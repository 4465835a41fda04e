// src/service/deadline_calculator.rs
//! Deadline calculator: policy lookup plus target write-back.
//!
//! `compute_target` is the pure part; the `recalculate*` helpers apply the
//! target and a freshly derived breach flag to the ticket record. The host
//! invokes `recalculate_and_save` on ticket creation and whenever priority or
//! category changes; the monitor loop uses `compute_target` for lazy backfill
//! of tickets created before a matching policy existed.

use chrono::{DateTime, Duration, Utc};
use std::sync::Arc;
use tracing::{debug, info};

use crate::domain::error::SlaError;
use crate::domain::model::ticket::Ticket;
use crate::repository::policy_store::PolicyStore;
use crate::repository::ticket_store::TicketStore;
use crate::service::breach_classifier;

pub struct DeadlineCalculator {
    policies: Arc<dyn PolicyStore>,
    tickets: Arc<dyn TicketStore>,
}

impl DeadlineCalculator {
    pub fn new(policies: Arc<dyn PolicyStore>, tickets: Arc<dyn TicketStore>) -> Self {
        Self { policies, tickets }
    }

    /// Computes the resolution deadline for a ticket, or `None` when no
    /// active policy covers its (priority, category). Always anchored at the
    /// ticket's original `created_at`, never at the current time.
    pub async fn compute_target(&self, ticket: &Ticket) -> Result<Option<DateTime<Utc>>, SlaError> {
        let policy = self
            .policies
            .find_active_policy(ticket.priority, ticket.category)
            .await?;

        match policy {
            Some(policy) => Ok(Some(
                ticket.created_at + Duration::minutes(policy.resolution_time_minutes),
            )),
            None => {
                info!(
                    ticket_id = %ticket.id,
                    priority = %ticket.priority,
                    category = %ticket.category,
                    "no active SLA policy; ticket is untracked"
                );
                Ok(None)
            }
        }
    }

    /// Recomputes the target and breach flag in place.
    pub async fn recalculate(
        &self,
        ticket: &mut Ticket,
        now: DateTime<Utc>,
    ) -> Result<(), SlaError> {
        ticket.sla_target_date = self.compute_target(ticket).await?;
        ticket.is_sla_breach = breach_classifier::is_breached(ticket, now);
        Ok(())
    }

    /// Recomputes and persists the SLA fields. A ticket deleted since fetch
    /// is a benign race: the updated entity is still returned so the caller
    /// can keep working with it.
    pub async fn recalculate_and_save(
        &self,
        mut ticket: Ticket,
        now: DateTime<Utc>,
    ) -> Result<Ticket, SlaError> {
        self.recalculate(&mut ticket, now).await?;
        match self.tickets.save_ticket(ticket.clone()).await {
            Ok(()) => Ok(ticket),
            Err(err) if err.is_benign_race() => {
                debug!(ticket_id = %ticket.id, "ticket deleted before SLA write-back");
                Ok(ticket)
            }
            Err(err) => Err(err),
        }
    }
}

§

Write out the lines from the one containing "self.recalculate(&mut ticket, now).await?;" through the last line of the records above. Include both of those lines and nothing else.

> _Written reply_:
        self.recalculate(&mut ticket, now).await?;
        match self.tickets.save_ticket(ticket.clone()).await {
            Ok(()) => Ok(ticket),
            Err(err) if err.is_benign_race() => {
                debug!(ticket_id = %ticket.id, "ticket deleted before SLA write-back");
                Ok(ticket)
            }
            Err(err) => Err(err),
        }
    }
}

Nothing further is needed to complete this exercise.